Fig. 5.

Knockdown of JAK1 expression or inhibition of JAK1 inhibits TROY-induced GBM cell migration. (A) Migration assay for T98G and T98G/TROY-HA cells transfected for siJAK1. Cells were transfected with siRNA targeting JAK1 (siJAK1) or control siRNA (siCtrl) for 24 h. Cells were harvested and plated in DMEM with 0.1% serum into the top chamber of collagen-coated transwell inserts with DMEM containing 10% serum in the bottom chamber. Twenty-four hours later, the migrated cells were fixed and counted.
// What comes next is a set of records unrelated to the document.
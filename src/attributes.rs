//! Attributes of tree nodes: area, volume, depth, height, extrema,
//! extinction values, dynamics and the various structural attributes used
//! by the higher-level algorithms.

use crate::accumulators::{accumulate_sequential, propagate_sequential, AccValue, Accumulator};
use crate::error::{Error, Result};
use crate::graph::Graph;
use crate::lca::LcaFast;
use crate::tree::{Inclusion, Tree, TreeCategory};
use crate::INVALID;
use fixedbitset::FixedBitSet;
use ndarray::{Array1, ArrayD, ArrayViewD, Axis, IxDyn, Zip};
use num_traits::{Bounded, NumCast, Zero};
use std::ops::{Mul, Sub};

fn into_1d<T>(array: ArrayD<T>) -> Array1<T> {
    array
        .into_dimensionality()
        .expect("sweep over a 1-d input yields a 1-d output")
}

/// Area of every node: the number of leaves in its subtree.
pub fn attribute_area(tree: &Tree) -> Array1<u64> {
    let ones = Array1::<u64>::from_elem(tree.num_leaves(), 1);
    let res = accumulate_sequential(tree, ones.view().into_dyn(), Accumulator::Sum)
        .expect("unit leaf weighting always matches the tree");
    into_1d(res)
}

/// Area of every node for an arbitrary leaf area: the sum of the areas of
/// the leaves in its subtree.
pub fn attribute_area_weighted<T: AccValue>(tree: &Tree, leaf_area: &Array1<T>) -> Result<Array1<T>> {
    let res = accumulate_sequential(tree, leaf_area.view().into_dyn(), Accumulator::Sum)?;
    Ok(into_1d(res))
}

/// Volume of every node.
///
/// Leaves have volume 0 and an internal node `n` satisfies
/// `volume(n) = |altitude(n) - altitude(parent(n))| * area(n) + sum of the
/// volumes of the children of n`.
pub fn attribute_volume<T1, T2>(
    tree: &Tree,
    altitudes: &Array1<T1>,
    area: &Array1<T2>,
) -> Result<Array1<f64>>
where
    T1: Copy + NumCast,
    T2: Copy + NumCast,
{
    let n = tree.num_vertices();
    if altitudes.len() != n || area.len() != n {
        return Err(Error::invalid("altitudes and area must be node weightings of the tree"));
    }
    let altitude = |i: usize| -> f64 { NumCast::from(altitudes[i]).expect("altitude representable as f64") };
    let mut volume = Array1::<f64>::zeros(n);
    for i in tree.leaves_to_root_iterator(Inclusion::Exclude, Inclusion::Include) {
        let node_area: f64 = NumCast::from(area[i]).expect("area representable as f64");
        volume[i] = (altitude(i) - altitude(tree.parent(i))).abs() * node_area;
        for &c in tree.children(i) {
            volume[i] += volume[c];
        }
    }
    Ok(volume)
}

/// Depth of every node: the root has depth 0 and every other node has the
/// depth of its parent plus one.
pub fn attribute_depth(tree: &Tree) -> Array1<u64> {
    let mut depth = Array1::<u64>::zeros(tree.num_vertices());
    for i in tree.root_to_leaves_iterator(Inclusion::Include, Inclusion::Exclude) {
        depth[i] = depth[tree.parent(i)] + 1;
    }
    depth
}

/// Height of every node for altitudes varying monotonically from the leaves
/// to the root.
///
/// With increasing altitudes, the height of `n` is the difference between
/// the altitude of the parent of `n` and the altitude of the shallowest
/// non-leaf node of the subtree rooted in `n` (or the altitude of `n` if
/// all its children are leaves); decreasing altitudes are symmetric.
pub fn attribute_height<T>(tree: &Tree, altitudes: &Array1<T>, increasing_altitudes: bool) -> Result<Array1<T>>
where
    T: Copy + PartialOrd + Bounded + Sub<Output = T>,
{
    let n = tree.num_vertices();
    if altitudes.len() != n {
        return Err(Error::invalid("altitudes must be a node weighting of the tree"));
    }
    let (extreme, _) = subtree_extremum(tree, altitudes, increasing_altitudes);
    let mut height = Array1::from_elem(n, altitudes[tree.root()]);
    for i in 0..n {
        let parent_altitude = altitudes[tree.parent(i)];
        height[i] = if increasing_altitudes {
            parent_altitude - extreme[i]
        } else {
            extreme[i] - parent_altitude
        };
    }
    Ok(height)
}

// per node: the deepest (increasing: smallest, decreasing: largest)
// altitude of any non-leaf node in the subtree, the node's own altitude if
// all children are leaves, and for a leaf the altitude of its parent;
// also the child through which the extremum is reached, INVALID if none
fn subtree_extremum<T>(tree: &Tree, altitudes: &Array1<T>, increasing_altitudes: bool) -> (Vec<T>, Vec<usize>)
where
    T: Copy + PartialOrd + Bounded,
{
    let n = tree.num_vertices();
    let mut extreme = Vec::with_capacity(n);
    for i in 0..n {
        extreme.push(altitudes[tree.parent(i)]);
    }
    let mut ref_son = vec![INVALID; n];
    for node in tree.leaves_to_root_iterator(Inclusion::Exclude, Inclusion::Include) {
        let mut best = if increasing_altitudes { T::max_value() } else { T::min_value() };
        let mut only_leaves = true;
        for &c in tree.children(node) {
            if !tree.is_leaf(c) {
                only_leaves = false;
                let better = if increasing_altitudes {
                    extreme[c] < best
                } else {
                    extreme[c] > best
                };
                if better {
                    best = extreme[c];
                    ref_son[node] = c;
                }
            }
        }
        if only_leaves {
            best = altitudes[node];
        }
        extreme[node] = best;
    }
    (extreme, ref_son)
}

/// Identify the extrema of the hierarchy.
///
/// A node `n` is an extremum iff every non-leaf node of its subtree has the
/// altitude of `n` and the altitude of the parent of `n` differs from the
/// altitude of `n`.
pub fn attribute_extrema<T>(tree: &Tree, altitudes: &Array1<T>) -> Result<Array1<bool>>
where
    T: Copy + PartialEq,
{
    let n = tree.num_vertices();
    if altitudes.len() != n {
        return Err(Error::invalid("altitudes must be a node weighting of the tree"));
    }
    let mut extrema = Array1::from_elem(n, false);
    for node in tree.leaves_to_root_iterator(Inclusion::Exclude, Inclusion::Include) {
        let mut flag = true;
        for &c in tree.children(node) {
            let c_non_canonical = altitudes[c] == altitudes[node];
            if !(tree.is_leaf(c) || (c_non_canonical && extrema[c])) {
                flag = false;
            }
            extrema[c] = extrema[c] && !c_non_canonical;
        }
        extrema[node] = flag;
    }
    Ok(extrema)
}

/// Extinction value of every node for an increasing attribute.
///
/// The extinction of an extremum `M` is the attribute value of the smallest
/// ancestor of `M` containing an extremum that precedes `M` in the altitude
/// ordering; it is extended to internal nodes as the largest extinction of
/// a contained extremum and to leaves as the extinction of the extremum
/// they belong to (0 if none).
pub fn attribute_extinction_value<T, A>(
    tree: &Tree,
    altitudes: &Array1<T>,
    attribute: &Array1<A>,
    increasing_altitudes: bool,
) -> Result<Array1<A>>
where
    T: Copy + PartialOrd + PartialEq + Bounded,
    A: Copy + Zero + 'static,
{
    let n = tree.num_vertices();
    if altitudes.len() != n || attribute.len() != n {
        return Err(Error::invalid("altitudes and attribute must be node weightings of the tree"));
    }

    // path towards the deepest extremum of every subtree
    let (_, ref_son) = subtree_extremum(tree, altitudes, increasing_altitudes);

    let mut extinction = Array1::from_elem(n, A::zero());
    extinction[tree.root()] = attribute[tree.root()];
    for node in tree.root_to_leaves_iterator(Inclusion::Exclude, Inclusion::Exclude) {
        let parent = tree.parent(node);
        extinction[node] = if node == ref_son[parent] {
            extinction[parent]
        } else {
            attribute[node]
        };
    }

    // leaves inherit from the extremum they belong to
    let extrema = attribute_extrema(tree, altitudes)?;
    let mut indices = Array1::from_iter(0..n);
    if !extrema[tree.root()] {
        indices[tree.root()] = INVALID;
    }
    let not_extrema = extrema.mapv(|e| !e);
    let extrema_leaves = propagate_sequential(tree, indices.view().into_dyn(), &not_extrema)?;
    let extrema_leaves = into_1d(extrema_leaves);
    for leaf in tree.leaves_iterator() {
        extinction[leaf] = if extrema_leaves[leaf] != INVALID {
            extinction[extrema_leaves[leaf]]
        } else {
            A::zero()
        };
    }
    Ok(extinction)
}

/// Dynamics of every node: the extinction value of the height attribute.
pub fn attribute_dynamics<T>(tree: &Tree, altitudes: &Array1<T>, increasing_altitudes: bool) -> Result<Array1<T>>
where
    T: Copy + PartialOrd + Bounded + Sub<Output = T> + Zero + 'static,
{
    let height = attribute_height(tree, altitudes, increasing_altitudes)?;
    attribute_extinction_value(tree, altitudes, &height, increasing_altitudes)
}

/// For a node that is the `k`-th of the `N` children of its parent, the
/// index of the `(k + skip) mod N`-th child of the parent; a negative
/// `skip` wraps around and the root maps to itself.
pub fn attribute_sibling(tree: &Tree, skip: isize) -> Array1<usize> {
    let mut sibling = Array1::from_elem(tree.num_vertices(), 0);
    for node in tree.leaves_to_root_iterator(Inclusion::Exclude, Inclusion::Include) {
        let num_children = tree.num_children(node) as isize;
        for k in 0..num_children {
            let j = (k + skip).rem_euclid(num_children);
            sibling[tree.child(k as usize, node)] = tree.child(j as usize, node);
        }
    }
    sibling[tree.root()] = tree.root();
    sibling
}

/// Rank of every node in the children list of its parent; the root, which
/// has no parent, gets [`INVALID`].
pub fn attribute_child_number(tree: &Tree) -> Array1<usize> {
    let mut rank = Array1::from_elem(tree.num_vertices(), INVALID);
    for node in tree.leaves_to_root_iterator(Inclusion::Exclude, Inclusion::Include) {
        for (k, &c) in tree.children(node).iter().enumerate() {
            rank[c] = k;
        }
    }
    rank[tree.root()] = INVALID;
    rank
}

/// For every node of `t1`, the index of the smallest node of `t2`
/// containing all its leaves.
///
/// Both trees must be defined over the same leaf set. Bottom-up, the
/// enclosing shape of a parent is the lowest common ancestor in `t2` of the
/// enclosing shapes of its children.
pub fn attribute_smallest_enclosing_shape(t1: &Tree, t2: &Tree) -> Result<Array1<usize>> {
    if t1.num_leaves() != t2.num_leaves() {
        return Err(Error::invalid("both trees must have the same number of leaves"));
    }
    let lca = LcaFast::new(t2);
    let mut shape = Array1::from_elem(t1.num_vertices(), INVALID);
    for leaf in t1.leaves_iterator() {
        shape[leaf] = leaf;
    }
    for node in t1.leaves_to_root_iterator(Inclusion::Include, Inclusion::Exclude) {
        let parent = t1.parent(node);
        shape[parent] = if shape[parent] == INVALID {
            shape[node]
        } else {
            lca.lca(shape[parent], shape[node])
        };
    }
    Ok(shape)
}

/// For every node, the sum over all pairs of its children of the product of
/// their weights, elementwise over the payload dimensions:
/// `res(n) = sum_{i < j} w(child(i, n)) * w(child(j, n))`.
pub fn attribute_children_pair_sum_product<T>(
    tree: &Tree,
    node_weights: ArrayViewD<'_, T>,
) -> Result<ArrayD<T>>
where
    T: Copy + Zero + Mul<Output = T>,
{
    if node_weights.shape().is_empty() || node_weights.shape()[0] != tree.num_vertices() {
        return Err(Error::invalid("node weights must be a node weighting of the tree"));
    }
    let mut res = ArrayD::from_elem(IxDyn(node_weights.shape()), T::zero());
    for node in tree.leaves_to_root_iterator(Inclusion::Exclude, Inclusion::Include) {
        let children = tree.children(node);
        for (i, &c1) in children.iter().enumerate() {
            for &c2 in &children[i + 1..] {
                let w1 = node_weights.index_axis(Axis(0), c1);
                let w2 = node_weights.index_axis(Axis(0), c2);
                Zip::from(res.index_axis_mut(Axis(0), node))
                    .and(&w1)
                    .and(&w2)
                    .for_each(|r, &a, &b| *r = *r + a * b);
            }
        }
    }
    Ok(res)
}

/// Perimeter (contour length) of every node of a component tree, given the
/// perimeter of each vertex and the length of each edge of the base graph.
///
/// Bottom-up sum of the children's perimeters; whenever a leaf is merged,
/// the shared frontier with every already-visited base-graph neighbor is
/// subtracted twice. Fails with `Unsupported` on partition trees.
pub fn attribute_perimeter_length_component_tree<G: Graph>(
    tree: &Tree,
    base_graph: &G,
    vertex_perimeter: &Array1<f64>,
    edge_length: &Array1<f64>,
) -> Result<Array1<f64>> {
    if tree.category() != TreeCategory::ComponentTree {
        return Err(Error::unsupported(
            "perimeter lengths are only defined on component trees",
        ));
    }
    if tree.num_leaves() != base_graph.num_vertices() {
        return Err(Error::invalid("the leaves of the tree must be the vertices of the base graph"));
    }
    if vertex_perimeter.len() != tree.num_leaves() {
        return Err(Error::invalid("vertex perimeter must be a leaf weighting of the tree"));
    }
    if edge_length.len() != base_graph.num_edges() {
        return Err(Error::invalid("edge length must be an edge weighting of the base graph"));
    }

    let mut res = Array1::<f64>::zeros(tree.num_vertices());
    for leaf in tree.leaves_iterator() {
        res[leaf] = vertex_perimeter[leaf];
    }
    let mut visited = FixedBitSet::with_capacity(tree.num_leaves());
    for node in tree.leaves_to_root_iterator(Inclusion::Exclude, Inclusion::Include) {
        let mut total = 0.0;
        for &c in tree.children(node) {
            total += res[c];
            if tree.is_leaf(c) {
                for (e, neighbor) in base_graph.incidences(c) {
                    if visited.contains(neighbor) {
                        total -= 2.0 * edge_length[e];
                    }
                }
                visited.insert(c);
            }
        }
        res[node] = total;
    }
    Ok(res)
}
Immunoblots show the knockdown efficiency of JAK1 siRNA. **, p < 0.01; ***, p < 0.001. (B) Immunoblots for the lysates of serum starved T98G/TROY-HA treated with increasing concentration of ruxolitinib (Ruxo) show potent inhibition of STAT3 activation. (C) Migration assay for T98G and T98G/TROY-HA cells treated with ruxolitinib. Serum starved T98G/TROY-HA cells were treated with ruxolitinib for 24 h. Cells were harvested and plated in DMEM with 0.1% serum into the top chamber of collagen-coated transwell inserts with DMEM containing 10% serum in the bottom chamber. Twenty-four hours later, the migrated cells were fixed and counted. T98G cells were used a control. Results indicate that increased TROY expression significantly increased cell migration which was inhibited by treatment with ruxolitinib (Ruxo). **, p < 0.01; ***, p < 0.001.